■ **WHAT IS REQUIRED**
Read through the entries below and return each line with the word "None".

[Collected data]

::::

//! A group is a live, cached set of the entities that satisfy a list of matchers.
//!
//! Groups are created and kept up to date by a [`Context`](crate::Context):
//! every component change on an entity is forwarded to
//! [`Group::handle_entity`] of the groups interested in that component type.
//! A group fires [`EventKind::Added`] and [`EventKind::Removed`] when membership changes,
//! and [`EventKind::Updated`] when a member has one of the relevant components replaced.

use std::cell::RefCell;
use std::fmt;
use std::rc::Rc;

use indexmap::IndexMap;
use itertools::Itertools;

use crate::entity::EntityId;
use crate::event::{EventKind, ListenerId, Listeners};
use crate::matcher::Matcher;
use crate::Entity;

/// A listener of membership changes in a group.
pub type GroupListener = dyn Fn(&Group, &Entity);

struct Inner {
    matchers:  Box<[Matcher]>,
    members:   RefCell<IndexMap<EntityId, Entity>>,
    cache:     RefCell<Option<Rc<[Entity]>>>,
    listeners: RefCell<Listeners<GroupListener>>,
}

/// A handle to a group.
///
/// Cloning the handle does not clone the group.
#[derive(Clone)]
pub struct Group {
    inner: Rc<Inner>,
}

static_assertions::assert_not_impl_any!(Group: Send, Sync);

impl Group {
    /// Creates an empty group for entities that satisfy all of `matchers`.
    pub(crate) fn new(matchers: impl IntoIterator<Item = Matcher>) -> Self {
        Self {
            inner: Rc::new(Inner {
                matchers:  matchers.into_iter().collect(),
                members:   RefCell::new(IndexMap::new()),
                cache:     RefCell::new(None),
                listeners: RefCell::new(Listeners::default()),
            }),
        }
    }

    /// The matchers that every member satisfies.
    pub fn matchers(&self) -> &[Matcher] { &self.inner.matchers }

    /// Whether `entity` satisfies every matcher of this group.
    pub fn matches(&self, entity: &Entity) -> bool {
        self.inner.matchers.iter().all(|matcher| matcher.matches(entity))
    }

    /// Whether `entity` is currently a member of this group.
    pub fn contains_entity(&self, entity: &Entity) -> bool {
        self.inner.members.borrow().get(&entity.id()).map_or(false, |member| member == entity)
    }

    /// The number of members.
    pub fn count(&self) -> usize { self.inner.members.borrow().len() }

    /// The members of this group, in no particular order.
    ///
    /// The snapshot is cached until membership changes.
    pub fn entities(&self) -> Rc<[Entity]> {
        let mut cache = self.inner.cache.borrow_mut();
        let entities =
            cache.get_or_insert_with(|| self.inner.members.borrow().values().cloned().collect());
        Rc::clone(entities)
    }

    /// Re-evaluates the membership of `entity`.
    ///
    /// Adds the entity and fires [`EventKind::Added`] if it newly matches,
    /// or removes it and fires [`EventKind::Removed`] if it no longer matches.
    pub fn handle_entity(&self, entity: &Entity) {
        if self.matches(entity) {
            self.add_entity(entity);
        } else {
            self.remove_entity(entity);
        }
    }

    /// Fires [`EventKind::Updated`] if `entity` is a member.
    pub fn update_entity(&self, entity: &Entity) {
        if self.contains_entity(entity) {
            self.fire(EventKind::Updated, entity);
        }
    }

    /// Subscribes `listener` to membership changes of the given kind.
    pub fn add_event(&self, kind: EventKind, listener: impl Fn(&Group, &Entity) + 'static) {
        self.subscribe(kind, Rc::new(listener));
    }

    /// Drops all listeners of this group.
    pub fn remove_all_events(&self) { self.inner.listeners.borrow_mut().clear(); }

    /// Whether both handles refer to the same group.
    pub fn ptr_eq(&self, other: &Self) -> bool { Rc::ptr_eq(&self.inner, &other.inner) }

    pub(crate) fn subscribe(&self, kind: EventKind, listener: Rc<GroupListener>) -> ListenerId {
        self.inner.listeners.borrow_mut().push(kind, listener)
    }

    pub(crate) fn unsubscribe(&self, kind: EventKind, id: ListenerId) {
        self.inner.listeners.borrow_mut().remove(kind, id);
    }

    /// The number of subscriptions across all event kinds.
    pub(crate) fn listener_count(&self) -> usize { self.inner.listeners.borrow().len() }

    /// Removes `entity` regardless of whether it still matches.
    pub(crate) fn remove_entity(&self, entity: &Entity) {
        let removed = self.inner.members.borrow_mut().swap_remove(&entity.id());
        if let Some(removed) = removed {
            self.invalidate_cache();
            self.fire(EventKind::Removed, &removed);
        }
    }

    /// Removes every member, firing [`EventKind::Removed`] for each.
    pub(crate) fn clear(&self) {
        let members = std::mem::take(&mut *self.inner.members.borrow_mut());
        self.invalidate_cache();
        for member in members.values() {
            self.fire(EventKind::Removed, member);
        }
    }

    fn add_entity(&self, entity: &Entity) {
        {
            let mut members = self.inner.members.borrow_mut();
            if members.contains_key(&entity.id()) {
                return;
            }
            members.insert(entity.id(), entity.clone());
        }
        self.invalidate_cache();
        self.fire(EventKind::Added, entity);
    }

    fn invalidate_cache(&self) { *self.inner.cache.borrow_mut() = None; }

    fn fire(&self, kind: EventKind, entity: &Entity) {
        let listeners = self.inner.listeners.borrow().snapshot(kind);
        for listener in listeners {
            listener(self, entity);
        }
    }
}

impl fmt::Debug for Group {
    fn fmt(&self, f: &mut fmt::Formatter<'_>) -> fmt::Result {
        f.debug_struct("Group")
            .field("matchers", &self.inner.matchers)
            .field("members", &self.inner.members.borrow().keys().collect::<Vec<_>>())
            .finish()
    }
}

impl fmt::Display for Group {
    fn fmt(&self, f: &mut fmt::Formatter<'_>) -> fmt::Result {
        write!(f, "Group({})", self.inner.matchers.iter().join(", "))
    }
}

::::

■ **SOLUTION TO THIS EXERCISE**
                cache:     RefCell::new(None),
    fn invalidate_cache(&self) { *self.inner.cache.borrow_mut() = None; }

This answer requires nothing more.